Skillv0.1.4

ClawScan security

Compress pdf file · ClawHub's context-aware review of the artifact, metadata, and declared behavior.

BenignMar 4, 2026, 2:17 PM

Verdict: benign
Confidence: high
Model: gpt-5-mini
Summary: The skill's code, runtime instructions, and declared dependencies align with a straightforward PDF compression utility and do not request unrelated credentials or external network access.
Guidance: This skill appears to do exactly what it says: compress a PDF using PyMuPDF. Before installing: (1) ensure the execution environment can install the listed Python dependencies or provides 'uv' as SKILL.md expects; (2) run it on non-sensitive PDFs first to confirm compression behavior and output quality; (3) be aware the tool writes the compressed file next to the input file (so verify file system permissions and that overwrites are acceptable); (4) review dependency versions in pyproject.toml if your environment has strict supply-chain policies. No credentials or network endpoints are requested by the skill.

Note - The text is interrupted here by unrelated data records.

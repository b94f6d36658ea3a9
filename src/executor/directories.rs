//! Directory operation handlers: Op::Dir, Op::DirMode, Op::Dirs
//!
//! These operations are distro-agnostic and work for any Linux distribution.

use anyhow::Result;
use std::fs;
use std::os::unix::fs::PermissionsExt;
use std::path::Path;

/// Handle Op::Dir: Create a directory
pub fn handle_dir(staging: &Path, path: &str) -> Result<()> {
    fs::create_dir_all(staging.join(path))?;
    Ok(())
}

/// Handle Op::DirMode: Create a directory with specific permissions
pub fn handle_dirmode(staging: &Path, path: &str, mode: u32) -> Result<()> {
    let full_path = staging.join(path);
    fs::create_dir_all(&full_path)?;
    fs::set_permissions(&full_path, fs::Permissions::from_mode(mode))?;
    Ok(())
}

/// Handle Op::Dirs: Create multiple directories
pub fn handle_dirs(staging: &Path, paths: &[&str]) -> Result<()> {
    for path in paths {
        fs::create_dir_all(staging.join(path))?;
    }
    Ok(())
}

#[cfg(test)]
mod tests {
    use super::*;
    use std::os::unix::fs::PermissionsExt;
    use tempfile::TempDir;

    fn temp_staging() -> (TempDir, std::path::PathBuf) {
        let temp = TempDir::new().unwrap();
        let staging = temp.path().join("staging");
        fs::create_dir_all(&staging).unwrap();
        (temp, staging)
    }

    #[test]
    fn test_handle_dir_creates_nested_structure() {
        let (_temp, staging) = temp_staging();

        handle_dir(&staging, "var/lib/deeply/nested/directory").unwrap();

        let created_dir = staging.join("var/lib/deeply/nested/directory");
        assert!(created_dir.is_dir(), "Directory should be created");
    }

    #[test]
    fn test_handle_dirmode_sets_permissions() {
        let (_temp, staging) = temp_staging();

        handle_dirmode(&staging, "restricted_dir", 0o700).unwrap();

        let created_dir = staging.join("restricted_dir");
        assert!(created_dir.is_dir());

        let metadata = fs::metadata(&created_dir).unwrap();
        let permissions = metadata.permissions().mode();
        assert_eq!(permissions & 0o777, 0o700, "Permissions should be 0o700");
    }

    #[test]
    fn test_handle_dirs_creates_multiple() {
        let (_temp, staging) = temp_staging();

        let paths = ["etc", "var/log", "usr/bin", "tmp"];
        handle_dirs(&staging, &paths).unwrap();

        for path in &paths {
            assert!(staging.join(path).is_dir(), "{} should exist", path);
        }
    }

    #[test]
    fn test_handle_dir_idempotent() {
        let (_temp, staging) = temp_staging();

        // Create directory twice - should not fail
        handle_dir(&staging, "test_dir").unwrap();
        handle_dir(&staging, "test_dir").unwrap();

        assert!(staging.join("test_dir").is_dir());
    }
}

Purpose & Capability: okThe name/description (PDF compression) matches the code and dependencies (PyMuPDF, pydantic, loguru). The code only operates on a user-specified PDF path and produces a compressed output in the same directory.
Instruction Scope: okSKILL.md and src/main.py limit actions to validating arguments, checking file existence, compressing the PDF, and printing a JSON result. There are no instructions to read other files, environment variables, or to send data to external endpoints.
Install Mechanism: noteThere is no install spec in the registry metadata, but a pyproject.toml lists dependencies and SKILL.md's entrypoint uses the 'uv' tool ('uv run src/main.py'). This is operationally consistent but slightly inconsistent with the 'required binaries: none' metadata — the runtime assumes an execution environment that can install/supply dependencies (uv and Python packages). This is not a security issue but is an operational/incoherence note.
Credentials: okThe skill requests no environment variables, no credentials, and accesses only the PDF path provided by the user. There are no unrelated or excessive secret requests.
Persistence & Privilege: okalways is false and the skill does not request any elevated or persistent platform privileges. It does not modify other skills or global agent configuration.